[Saved entries]
◆ ◆ ◆ ◆
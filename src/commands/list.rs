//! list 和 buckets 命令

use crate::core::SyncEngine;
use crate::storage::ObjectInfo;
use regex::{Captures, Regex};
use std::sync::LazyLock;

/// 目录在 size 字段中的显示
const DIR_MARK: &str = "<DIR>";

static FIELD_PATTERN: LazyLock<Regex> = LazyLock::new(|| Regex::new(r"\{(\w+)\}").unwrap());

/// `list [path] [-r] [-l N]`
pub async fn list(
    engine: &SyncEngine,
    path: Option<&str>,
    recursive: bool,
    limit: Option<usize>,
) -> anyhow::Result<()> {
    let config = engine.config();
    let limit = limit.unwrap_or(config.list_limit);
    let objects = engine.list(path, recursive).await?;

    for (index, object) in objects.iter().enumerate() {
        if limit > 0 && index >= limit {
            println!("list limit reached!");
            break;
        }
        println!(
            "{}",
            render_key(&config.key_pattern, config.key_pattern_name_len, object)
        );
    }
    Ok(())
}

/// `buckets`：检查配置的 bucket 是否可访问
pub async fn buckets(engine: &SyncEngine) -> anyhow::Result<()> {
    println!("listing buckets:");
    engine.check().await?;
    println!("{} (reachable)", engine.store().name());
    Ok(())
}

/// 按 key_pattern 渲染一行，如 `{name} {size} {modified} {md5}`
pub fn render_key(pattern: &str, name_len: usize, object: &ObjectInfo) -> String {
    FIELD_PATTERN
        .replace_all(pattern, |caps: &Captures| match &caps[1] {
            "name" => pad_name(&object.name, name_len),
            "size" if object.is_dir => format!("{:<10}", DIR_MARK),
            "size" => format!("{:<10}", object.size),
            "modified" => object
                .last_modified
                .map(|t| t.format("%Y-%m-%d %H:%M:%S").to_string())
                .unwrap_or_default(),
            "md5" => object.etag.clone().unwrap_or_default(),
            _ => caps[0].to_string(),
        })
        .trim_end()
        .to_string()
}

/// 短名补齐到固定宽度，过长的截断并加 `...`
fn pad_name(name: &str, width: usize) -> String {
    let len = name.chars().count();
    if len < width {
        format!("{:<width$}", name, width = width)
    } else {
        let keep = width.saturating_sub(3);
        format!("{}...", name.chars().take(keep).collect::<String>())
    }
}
◆ ◆ ◆ ◆
[Your objective]
Using the records above, set down exactly the lines from the one with "static FIELD_PATTERN: LazyLock<Regex>" through the one with "let config = engine.config();", inclusive, and nothing more.

[Response for this exercise]
static FIELD_PATTERN: LazyLock<Regex> = LazyLock::new(|| Regex::new(r"\{(\w+)\}").unwrap());

/// `list [path] [-r] [-l N]`
pub async fn list(
    engine: &SyncEngine,
    path: Option<&str>,
    recursive: bool,
    limit: Option<usize>,
) -> anyhow::Result<()> {
    let config = engine.config();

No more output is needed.